◆ Task:
Wherever "tokio" turns up in the entries, copy out the line that holds it.

◆ Input records:
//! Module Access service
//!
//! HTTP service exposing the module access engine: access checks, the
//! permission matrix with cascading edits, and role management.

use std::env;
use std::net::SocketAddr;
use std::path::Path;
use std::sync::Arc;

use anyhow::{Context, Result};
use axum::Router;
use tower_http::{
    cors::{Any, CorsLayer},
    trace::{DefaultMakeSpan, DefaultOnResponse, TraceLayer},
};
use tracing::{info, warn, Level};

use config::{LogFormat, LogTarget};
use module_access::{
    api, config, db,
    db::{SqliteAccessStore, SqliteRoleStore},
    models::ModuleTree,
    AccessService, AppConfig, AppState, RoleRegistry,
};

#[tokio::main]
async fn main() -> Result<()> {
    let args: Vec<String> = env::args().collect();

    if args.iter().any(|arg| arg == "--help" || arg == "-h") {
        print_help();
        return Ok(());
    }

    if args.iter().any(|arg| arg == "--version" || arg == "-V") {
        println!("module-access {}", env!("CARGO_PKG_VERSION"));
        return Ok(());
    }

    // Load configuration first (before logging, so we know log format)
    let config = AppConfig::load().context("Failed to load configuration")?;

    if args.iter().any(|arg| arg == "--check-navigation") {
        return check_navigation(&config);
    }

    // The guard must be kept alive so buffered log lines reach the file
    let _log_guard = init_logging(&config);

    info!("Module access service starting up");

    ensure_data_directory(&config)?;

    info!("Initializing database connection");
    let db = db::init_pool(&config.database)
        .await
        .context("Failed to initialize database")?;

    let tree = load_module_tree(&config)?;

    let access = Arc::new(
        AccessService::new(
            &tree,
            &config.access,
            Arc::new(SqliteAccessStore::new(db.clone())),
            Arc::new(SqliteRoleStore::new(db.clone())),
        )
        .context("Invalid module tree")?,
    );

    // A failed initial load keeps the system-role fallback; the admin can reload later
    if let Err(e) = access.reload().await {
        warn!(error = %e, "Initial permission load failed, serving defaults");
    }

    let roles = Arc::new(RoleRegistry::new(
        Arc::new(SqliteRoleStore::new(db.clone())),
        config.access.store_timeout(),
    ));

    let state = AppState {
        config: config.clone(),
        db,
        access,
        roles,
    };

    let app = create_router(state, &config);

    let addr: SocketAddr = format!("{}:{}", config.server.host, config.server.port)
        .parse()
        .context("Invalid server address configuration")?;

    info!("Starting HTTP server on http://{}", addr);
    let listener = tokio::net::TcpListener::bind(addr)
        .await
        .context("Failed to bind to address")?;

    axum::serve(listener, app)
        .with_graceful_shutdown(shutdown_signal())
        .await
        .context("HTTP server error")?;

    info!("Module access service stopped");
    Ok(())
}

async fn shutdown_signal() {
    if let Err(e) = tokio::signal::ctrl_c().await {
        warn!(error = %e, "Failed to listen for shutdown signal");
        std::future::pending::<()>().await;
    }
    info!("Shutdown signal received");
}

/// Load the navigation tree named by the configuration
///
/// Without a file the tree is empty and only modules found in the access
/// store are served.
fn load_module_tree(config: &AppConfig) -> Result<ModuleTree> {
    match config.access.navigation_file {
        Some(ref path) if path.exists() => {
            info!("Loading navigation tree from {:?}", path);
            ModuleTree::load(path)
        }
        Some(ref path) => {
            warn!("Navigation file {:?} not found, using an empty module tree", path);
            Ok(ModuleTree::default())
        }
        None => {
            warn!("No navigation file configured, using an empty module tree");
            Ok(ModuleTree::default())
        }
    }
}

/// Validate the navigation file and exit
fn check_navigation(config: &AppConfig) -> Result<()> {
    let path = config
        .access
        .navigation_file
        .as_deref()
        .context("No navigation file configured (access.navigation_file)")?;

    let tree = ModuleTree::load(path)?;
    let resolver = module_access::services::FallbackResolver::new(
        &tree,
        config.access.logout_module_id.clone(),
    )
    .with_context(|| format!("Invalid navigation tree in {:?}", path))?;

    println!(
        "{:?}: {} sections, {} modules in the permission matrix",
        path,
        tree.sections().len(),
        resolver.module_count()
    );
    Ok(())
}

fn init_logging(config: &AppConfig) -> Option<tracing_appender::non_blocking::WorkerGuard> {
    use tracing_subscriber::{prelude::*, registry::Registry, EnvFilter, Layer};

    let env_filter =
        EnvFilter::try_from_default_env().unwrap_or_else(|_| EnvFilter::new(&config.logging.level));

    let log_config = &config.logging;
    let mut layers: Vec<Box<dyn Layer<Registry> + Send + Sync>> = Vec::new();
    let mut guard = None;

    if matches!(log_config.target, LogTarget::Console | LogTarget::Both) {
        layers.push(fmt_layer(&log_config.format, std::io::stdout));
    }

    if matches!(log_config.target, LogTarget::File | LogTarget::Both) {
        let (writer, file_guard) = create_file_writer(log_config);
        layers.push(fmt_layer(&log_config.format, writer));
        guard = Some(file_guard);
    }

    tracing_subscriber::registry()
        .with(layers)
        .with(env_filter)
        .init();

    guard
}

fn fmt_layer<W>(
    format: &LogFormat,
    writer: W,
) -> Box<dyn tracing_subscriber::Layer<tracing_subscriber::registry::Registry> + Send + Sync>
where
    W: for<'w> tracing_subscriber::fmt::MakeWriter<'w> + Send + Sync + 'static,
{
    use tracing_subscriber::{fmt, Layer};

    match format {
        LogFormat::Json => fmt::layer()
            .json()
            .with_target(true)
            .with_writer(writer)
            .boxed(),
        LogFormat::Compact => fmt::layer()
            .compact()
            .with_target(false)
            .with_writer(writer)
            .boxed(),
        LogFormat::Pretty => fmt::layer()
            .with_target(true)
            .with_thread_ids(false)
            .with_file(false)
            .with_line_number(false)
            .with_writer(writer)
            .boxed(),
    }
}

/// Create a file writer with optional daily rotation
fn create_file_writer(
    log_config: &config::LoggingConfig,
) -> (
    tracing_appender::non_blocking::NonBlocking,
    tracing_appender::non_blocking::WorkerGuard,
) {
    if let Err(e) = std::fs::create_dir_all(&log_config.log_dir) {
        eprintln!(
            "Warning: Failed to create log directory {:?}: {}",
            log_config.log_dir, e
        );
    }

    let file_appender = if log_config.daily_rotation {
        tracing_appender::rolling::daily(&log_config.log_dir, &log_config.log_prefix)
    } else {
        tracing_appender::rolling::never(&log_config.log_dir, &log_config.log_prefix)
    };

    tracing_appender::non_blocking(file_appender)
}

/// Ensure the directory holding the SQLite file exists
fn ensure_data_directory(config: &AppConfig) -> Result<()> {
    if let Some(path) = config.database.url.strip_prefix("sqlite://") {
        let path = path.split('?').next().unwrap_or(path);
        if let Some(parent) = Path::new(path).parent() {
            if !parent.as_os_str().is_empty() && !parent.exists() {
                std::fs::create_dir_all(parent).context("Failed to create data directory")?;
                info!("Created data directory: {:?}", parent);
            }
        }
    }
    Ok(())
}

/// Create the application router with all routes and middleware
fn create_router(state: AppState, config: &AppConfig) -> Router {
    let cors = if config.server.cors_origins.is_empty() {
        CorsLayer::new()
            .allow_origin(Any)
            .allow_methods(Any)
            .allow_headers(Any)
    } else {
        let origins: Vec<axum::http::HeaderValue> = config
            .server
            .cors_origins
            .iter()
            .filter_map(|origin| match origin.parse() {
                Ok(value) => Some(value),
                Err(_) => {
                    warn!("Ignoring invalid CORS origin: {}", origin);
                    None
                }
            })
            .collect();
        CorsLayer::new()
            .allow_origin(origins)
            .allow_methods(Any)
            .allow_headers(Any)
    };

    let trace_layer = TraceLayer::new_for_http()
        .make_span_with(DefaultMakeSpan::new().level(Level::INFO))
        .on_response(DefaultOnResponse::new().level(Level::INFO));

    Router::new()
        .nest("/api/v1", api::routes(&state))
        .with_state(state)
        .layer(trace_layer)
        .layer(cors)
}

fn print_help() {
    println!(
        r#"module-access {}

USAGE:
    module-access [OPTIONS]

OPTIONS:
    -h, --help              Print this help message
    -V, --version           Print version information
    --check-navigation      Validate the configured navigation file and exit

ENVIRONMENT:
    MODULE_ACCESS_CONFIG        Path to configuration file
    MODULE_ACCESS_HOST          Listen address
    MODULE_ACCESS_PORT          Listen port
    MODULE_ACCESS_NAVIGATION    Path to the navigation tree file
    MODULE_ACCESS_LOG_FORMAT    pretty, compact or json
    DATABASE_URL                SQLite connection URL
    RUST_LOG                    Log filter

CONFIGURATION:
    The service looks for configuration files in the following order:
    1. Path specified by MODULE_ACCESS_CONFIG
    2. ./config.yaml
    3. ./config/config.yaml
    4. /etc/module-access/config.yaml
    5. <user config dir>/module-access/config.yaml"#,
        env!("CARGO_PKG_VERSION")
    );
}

◆ Solution for this exercise:
#[tokio::main]
    let listener = tokio::net::TcpListener::bind(addr)
    if let Err(e) = tokio::signal::ctrl_c().await {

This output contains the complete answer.